The optimization problem can be efficiently solved using an equivalent formulation to (3) using Lagrangian multipliers. In this formulation, data are represented exclusively by dot products, which can be replaced with a kernel function K(x, x′) = ϕ(x)^T ϕ(x′), allowing large margin separation in the kernel space. The choice of the kernel function determines the mapping ϕ(x) of the input data into a higher dimensional feature space, in which the linear separating hyperplane is found (see also (2)). In this paper, nonlinear classification using the Gaussian kernel as (4) was investigated:

$$\begin{array}{c}K\left(x,x_i\right)=\exp \left(-\frac{{||x-x_i||}^{\mathrm{2}}}{\sigma }\right).\end{array}$$ (4)

It comprises one free parameter, the kernel width σ, which controls the amount of local influence of support vectors on the decision boundary.

3. Results and Discussion

3.1. FT-IR Spectra of Gastric Tissues

The original FT-IR spectra (Figure 1(a)) were got; from it, it would be seen that the spectra obtained from two different experiments divided into two clusters.

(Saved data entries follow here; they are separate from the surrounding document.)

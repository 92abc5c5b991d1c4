//! Request/response DTOs and input validation.
//!
//! Quantities arrive as signed integers so a negative value reaches our
//! validation (and gets the `invalid_quantity` envelope) instead of dying
//! in deserialization.

use serde::{Deserialize, Serialize};

use medstock_core::{LedgerError, LedgerResult};

#[derive(Debug, Deserialize)]
pub struct LoginRequest {
    pub username: String,
    pub password: String,
}

#[derive(Debug, Serialize)]
pub struct LoginResponse {
    pub token: String,
}

#[derive(Debug, Deserialize)]
pub struct UpsertStockRequest {
    pub name: String,
    pub quantity: i64,
}

#[derive(Debug, Deserialize)]
pub struct UpdateStockRequest {
    pub quantity: i64,
}

#[derive(Debug, Deserialize)]
pub struct RecordDispatchRequest {
    pub transaction_number: String,
    pub medicine_name: String,
    pub count: i64,
}

#[derive(Debug, Deserialize)]
pub struct DispatchLogQuery {
    pub year: Option<i32>,
    pub month: Option<u32>,
}

/// A stock quantity: any non-negative integer that fits the table.
pub fn validate_quantity(raw: i64) -> LedgerResult<u32> {
    u32::try_from(raw).map_err(|_| {
        LedgerError::invalid_quantity(format!(
            "quantity must be a non-negative integer, got {raw}"
        ))
    })
}

/// A dispatch count: a positive integer.
pub fn validate_count(raw: i64) -> LedgerResult<u32> {
    match u32::try_from(raw) {
        Ok(count) if count > 0 => Ok(count),
        _ => Err(LedgerError::invalid_quantity(format!(
            "count must be a positive integer, got {raw}"
        ))),
    }
}
use std::collections::HashMap;
use std::sync::RwLock;

use async_trait::async_trait;

use medstock_core::{Clinic, DispatchId, LedgerError, LedgerResult};
use medstock_ledger::{DispatchRecord, StockEntry, StockStore};

#[derive(Debug, Default)]
struct ClinicTables {
    stock: Vec<StockEntry>,
    dispatch: Vec<DispatchRecord>,
}

/// In-memory tabular store.
///
/// Intended for tests/dev. Insertion order is preserved in both tables,
/// matching the ordering contract of the persistent backends.
#[derive(Debug, Default)]
pub struct MemoryStore {
    tables: RwLock<HashMap<Clinic, ClinicTables>>,
}

impl MemoryStore {
    pub fn new() -> Self {
        Self::default()
    }

    fn read<T>(
        &self,
        clinic: &Clinic,
        f: impl FnOnce(Option<&ClinicTables>) -> T,
    ) -> LedgerResult<T> {
        let tables = self
            .tables
            .read()
            .map_err(|_| LedgerError::storage_unavailable("store lock poisoned"))?;
        Ok(f(tables.get(clinic)))
    }

    fn write<T>(&self, clinic: &Clinic, f: impl FnOnce(&mut ClinicTables) -> T) -> LedgerResult<T> {
        let mut tables = self
            .tables
            .write()
            .map_err(|_| LedgerError::storage_unavailable("store lock poisoned"))?;
        Ok(f(tables.entry(clinic.clone()).or_default()))
    }
}

#[async_trait]
impl StockStore for MemoryStore {
    async fn read_stock_table(&self, clinic: &Clinic) -> LedgerResult<Vec<StockEntry>> {
        self.read(clinic, |t| t.map(|t| t.stock.clone()).unwrap_or_default())
    }

    async fn write_stock_entry(
        &self,
        clinic: &Clinic,
        name: &str,
        quantity: u32,
    ) -> LedgerResult<()> {
        self.write(clinic, |t| {
            match t.stock.iter_mut().find(|e| e.name == name) {
                Some(entry) => entry.quantity = quantity,
                None => t.stock.push(StockEntry::new(name, quantity)),
            }
        })
    }

    async fn remove_stock_entry(&self, clinic: &Clinic, name: &str) -> LedgerResult<bool> {
        self.write(clinic, |t| {
            let before = t.stock.len();
            t.stock.retain(|e| e.name != name);
            t.stock.len() != before
        })
    }

    async fn replace_stock_table(
        &self,
        clinic: &Clinic,
        entries: Vec<StockEntry>,
    ) -> LedgerResult<()> {
        self.write(clinic, |t| t.stock = entries)
    }

    async fn read_dispatch_log(&self, clinic: &Clinic) -> LedgerResult<Vec<DispatchRecord>> {
        self.read(clinic, |t| t.map(|t| t.dispatch.clone()).unwrap_or_default())
    }

    async fn append_dispatch_record(
        &self,
        clinic: &Clinic,
        record: DispatchRecord,
    ) -> LedgerResult<()> {
        self.write(clinic, |t| t.dispatch.push(record))
    }

    async fn remove_dispatch_record(&self, clinic: &Clinic, id: DispatchId) -> LedgerResult<bool> {
        self.write(clinic, |t| {
            let before = t.dispatch.len();
            t.dispatch.retain(|r| r.id != id);
            t.dispatch.len() != before
        })
    }
}
use axum::{
    Router,
    routing::{delete, get, post, put},
};

pub mod auth;
pub mod dispatch;
pub mod export;
pub mod stock;
pub mod system;

/// Router for all authenticated endpoints.
pub fn router() -> Router {
    Router::new()
        .route("/whoami", get(system::whoami))
        .nest("/clinics/:clinic", clinic_router())
}

/// Per-clinic routes; the clinic path segment is the partition key.
fn clinic_router() -> Router {
    Router::new()
        .route("/stock", get(stock::list).post(stock::upsert))
        .route("/stock/upload", post(stock::upload))
        .route("/stock/:name", put(stock::update).delete(stock::remove))
        .route("/dispatch", get(dispatch::list).post(dispatch::record))
        .route("/dispatch/:id", delete(dispatch::reverse))
        .route("/export/stock.csv", get(export::stock_csv))
        .route("/export/dispatch.csv", get(export::dispatch_csv))
        .route("/export/report.csv", get(export::report_csv))
        .route("/export/workbook.xlsx", get(export::workbook))
}
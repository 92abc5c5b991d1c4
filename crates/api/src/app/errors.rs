use axum::http::StatusCode;
use axum::response::IntoResponse;
use serde_json::json;

use medstock_core::LedgerError;

/// Map a ledger error onto the HTTP surface.
///
/// Dispatch validation failures are user-visible non-fatal conditions
/// (422), never 500s; only `StorageUnavailable` reports a server-side
/// problem.
pub fn ledger_error_to_response(err: LedgerError) -> axum::response::Response {
    match err {
        LedgerError::InvalidQuantity(msg) => {
            json_error(StatusCode::BAD_REQUEST, "invalid_quantity", msg)
        }
        LedgerError::MedicineNotFound(name) => json_error(
            StatusCode::NOT_FOUND,
            "medicine_not_found",
            format!("no stock entry for '{name}'"),
        ),
        LedgerError::StockExhausted(name) => json_error(
            StatusCode::UNPROCESSABLE_ENTITY,
            "stock_exhausted",
            format!("'{name}' has no stock left"),
        ),
        err @ LedgerError::InsufficientStock { .. } => json_error(
            StatusCode::UNPROCESSABLE_ENTITY,
            "insufficient_stock",
            err.to_string(),
        ),
        LedgerError::StorageUnavailable(msg) => {
            json_error(StatusCode::SERVICE_UNAVAILABLE, "storage_unavailable", msg)
        }
        LedgerError::RecordNotFound(id) => json_error(
            StatusCode::NOT_FOUND,
            "record_not_found",
            format!("no dispatch record '{id}'"),
        ),
    }
}

pub fn json_error(
    status: StatusCode,
    code: &'static str,
    message: impl Into<String>,
) -> axum::response::Response {
    (
        status,
        axum::Json(json!({
            "error": code,
            "message": message.into(),
        })),
    )
        .into_response()
}
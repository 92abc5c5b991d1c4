//! CSV-file tabular store.
//!
//! Two files per clinic under a data directory: `<clinic>-stock.csv` and
//! `<clinic>-dispatch.csv`, each with a header row. The backing format has
//! no partial-update primitive, so every mutation rewrites the whole file
//! (write to a temp file, then rename). Blocking IO runs off the async
//! runtime via `spawn_blocking`.

use std::fs;
use std::path::{Path, PathBuf};

use async_trait::async_trait;
use serde::Serialize;
use serde::de::DeserializeOwned;

use medstock_core::{Clinic, DispatchId, LedgerError, LedgerResult};
use medstock_ledger::{DispatchRecord, StockEntry, StockStore};

/// Persistent store over per-clinic CSV files.
#[derive(Debug, Clone)]
pub struct CsvStore {
    dir: PathBuf,
}

impl CsvStore {
    pub fn new(dir: impl Into<PathBuf>) -> Self {
        Self { dir: dir.into() }
    }

    fn stock_path(&self, clinic: &Clinic) -> PathBuf {
        self.dir.join(format!("{}-stock.csv", clinic.as_str()))
    }

    fn dispatch_path(&self, clinic: &Clinic) -> PathBuf {
        self.dir.join(format!("{}-dispatch.csv", clinic.as_str()))
    }

    async fn blocking<T: Send + 'static>(
        &self,
        task: impl FnOnce() -> LedgerResult<T> + Send + 'static,
    ) -> LedgerResult<T> {
        tokio::task::spawn_blocking(task)
            .await
            .map_err(|e| LedgerError::storage_unavailable(format!("blocking task failed: {e}")))?
    }
}

fn unavailable(e: impl core::fmt::Display) -> LedgerError {
    LedgerError::storage_unavailable(e.to_string())
}

/// Read all rows of one table; a missing file is an empty table.
fn read_rows<T: DeserializeOwned>(path: &Path) -> LedgerResult<Vec<T>> {
    if !path.exists() {
        return Ok(Vec::new());
    }

    let mut reader = csv::Reader::from_path(path).map_err(unavailable)?;
    reader
        .deserialize()
        .collect::<Result<Vec<T>, _>>()
        .map_err(unavailable)
}

/// Rewrite one table in full: temp file in the same directory, then rename,
/// so a crash mid-write never leaves a truncated table behind.
fn write_rows<T: Serialize>(path: &Path, rows: &[T]) -> LedgerResult<()> {
    let dir = path
        .parent()
        .ok_or_else(|| LedgerError::storage_unavailable("data path has no parent directory"))?;
    fs::create_dir_all(dir).map_err(unavailable)?;

    let tmp = path.with_extension("tmp");
    let mut writer = csv::Writer::from_path(&tmp).map_err(unavailable)?;
    for row in rows {
        writer.serialize(row).map_err(unavailable)?;
    }
    writer.flush().map_err(unavailable)?;
    drop(writer);

    fs::rename(&tmp, path).map_err(unavailable)
}

#[async_trait]
impl StockStore for CsvStore {
    async fn read_stock_table(&self, clinic: &Clinic) -> LedgerResult<Vec<StockEntry>> {
        let path = self.stock_path(clinic);
        self.blocking(move || read_rows(&path)).await
    }

    async fn write_stock_entry(
        &self,
        clinic: &Clinic,
        name: &str,
        quantity: u32,
    ) -> LedgerResult<()> {
        let path = self.stock_path(clinic);
        let name = name.to_string();
        self.blocking(move || {
            let mut rows: Vec<StockEntry> = read_rows(&path)?;
            match rows.iter_mut().find(|e| e.name == name) {
                Some(entry) => entry.quantity = quantity,
                None => rows.push(StockEntry::new(name, quantity)),
            }
            write_rows(&path, &rows)
        })
        .await
    }

    async fn remove_stock_entry(&self, clinic: &Clinic, name: &str) -> LedgerResult<bool> {
        let path = self.stock_path(clinic);
        let name = name.to_string();
        self.blocking(move || {
            let mut rows: Vec<StockEntry> = read_rows(&path)?;
            let before = rows.len();
            rows.retain(|e| e.name != name);
            if rows.len() == before {
                return Ok(false);
            }
            write_rows(&path, &rows)?;
            Ok(true)
        })
        .await
    }

    async fn replace_stock_table(
        &self,
        clinic: &Clinic,
        entries: Vec<StockEntry>,
    ) -> LedgerResult<()> {
        let path = self.stock_path(clinic);
        self.blocking(move || write_rows(&path, &entries)).await
    }

    async fn read_dispatch_log(&self, clinic: &Clinic) -> LedgerResult<Vec<DispatchRecord>> {
        let path = self.dispatch_path(clinic);
        self.blocking(move || read_rows(&path)).await
    }

    async fn append_dispatch_record(
        &self,
        clinic: &Clinic,
        record: DispatchRecord,
    ) -> LedgerResult<()> {
        let path = self.dispatch_path(clinic);
        self.blocking(move || {
            let mut rows: Vec<DispatchRecord> = read_rows(&path)?;
            rows.push(record);
            write_rows(&path, &rows)
        })
        .await
    }

    async fn remove_dispatch_record(&self, clinic: &Clinic, id: DispatchId) -> LedgerResult<bool> {
        let path = self.dispatch_path(clinic);
        self.blocking(move || {
            let mut rows: Vec<DispatchRecord> = read_rows(&path)?;
            let before = rows.len();
            rows.retain(|r| r.id != id);
            if rows.len() == before {
                return Ok(false);
            }
            write_rows(&path, &rows)?;
            Ok(true)
        })
        .await
    }
}
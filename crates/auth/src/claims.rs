use chrono::{DateTime, Utc};
use serde::{Deserialize, Serialize};
use thiserror::Error;

use crate::{PrincipalId, Role};

/// JWT claims model (transport-agnostic).
///
/// The minimal set of claims the API expects once a token has been
/// decoded/verified by the signature layer.
#[derive(Debug, Clone, PartialEq, Eq, Serialize, Deserialize)]
pub struct JwtClaims {
    /// Subject / principal identifier.
    pub sub: PrincipalId,

    /// Login name, carried for log correlation only.
    pub username: String,

    /// Roles granted to the principal.
    pub roles: Vec<Role>,

    /// Issued-at timestamp.
    pub issued_at: DateTime<Utc>,

    /// Expiration timestamp.
    pub expires_at: DateTime<Utc>,
}

#[derive(Debug, Error, Clone, PartialEq, Eq)]
pub enum TokenValidationError {
    #[error("token has expired")]
    Expired,

    #[error("token not yet valid (issued_at is in the future)")]
    NotYetValid,

    #[error("invalid token time window (expires_at <= issued_at)")]
    InvalidTimeWindow,
}

/// Deterministically validate JWT claims.
///
/// Note: this validates the *claims* only. Signature verification/decoding
/// lives in [`crate::jwt`].
pub fn validate_claims(claims: &JwtClaims, now: DateTime<Utc>) -> Result<(), TokenValidationError> {
    if claims.expires_at <= claims.issued_at {
        return Err(TokenValidationError::InvalidTimeWindow);
    }
    if now < claims.issued_at {
        return Err(TokenValidationError::NotYetValid);
    }
    if now >= claims.expires_at {
        return Err(TokenValidationError::Expired);
    }
    Ok(())
}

Contrast to Figure 1(b) which showed the spectra preprocessed with SVN, it would be found that low-frequency noise and baseline drift had been corrected with preprocessing. After spectra preprocessing, the differences between FT-IR spectra of normal gastric tissues and cancerous gastric tissues are more pronounced, and the boundary of two clusters is also clearer. The relevant information of FT-IR spectra has been explained in the previous paper [7, 10].

Figure 1.

The FTIR spectra of normal and malignant gastric tissues. (a) Original spectra; (b) preprocessed spectra with smoothing and SNV.

3.2. Discrimination Analysis

Before discrimination, resampling half mean (RHM) [17] method is adopted to eliminate the outliers, and the time of resampling process is set 500. The RHM scores of 54 gastric tissue samples are shown in Table 1, it could be seen that the samples Number 11, 18, and 19 were outliers, which would be removed.

Table 1.

RHM scores of gastric tissue samples.

Number	Score	Number	Score	Number	Score	Number	Score
1	0	15	0	29	9	43	0
2	0	16	0	30	0	44	0
3	0	17	0	31	0	45	0
4	24	18	471	32	0	46	0
5	0	19	325	33	0	47	0
6	15	20	0	34	0	48	0
7	0	21	0	35	0	49	0
8	0	22	0	36	0	50	0
9	0	23	0	37	0	51	0
10	0	24	42	38	0	52	0
11	289	25	0	39	0	53	0
12	0	26	102	40	0	54	0
13	0	27	0	41	0
14	1	28	0	42	0

After removing the outliers, discrimination model was built for classification of cancer and normal tissue samples, and leave-one-out cross validation (LOOCV) was utilized to evaluate the discrimination results of SVM method. The LOOCV method attempts to predict the data of the unknown sample with the data of training sample set. One sample was randomly selected and excluded from the training set. The selected sample regarded is as an unknown one, and then the sample is classified using the model built with the rest training samples. Record the result. Repeat the above course until all samples had been selected for once and only for once.

The discrimination results were shown in Table 2, which displays that among the 24 cases of normal tissue samples, 20 cases were correctly distinguished, while 4 samples were mis-judged; among the 27 cases of cancer tissue samples, all cases were well judged. The total accuracy was 92.2%.

Table 2.

Discrimination results using SVM method.

Pathologic analyzing result	SVM method result
	Positive (T+)	Negative (T−)
Cancer (D+)	27	0
Normal (D−)	4	20

From Table 2, it could be determined that the sensitivity of cancer diagnosis was 100%, specificity of cancer diagnosis was 83.3%, prediction value of a positive test was 87.1%, and prediction value of a negative test was 100%.

4. Conclusions

In this paper, the FT-IR spectra of normal gastric tissues and cancerous gastric tissues are acquired. After spectra preprocessing of smoothing and SNV, the spectra with high signal-to-noise ratio are presented and achieve a high discrimination accuracy with 92.2% by using SVM method. This indicates that FT-IR spectroscopy with chemometrics method is reliable, practical, and could be easily implemented in gastric cancer diagnosis.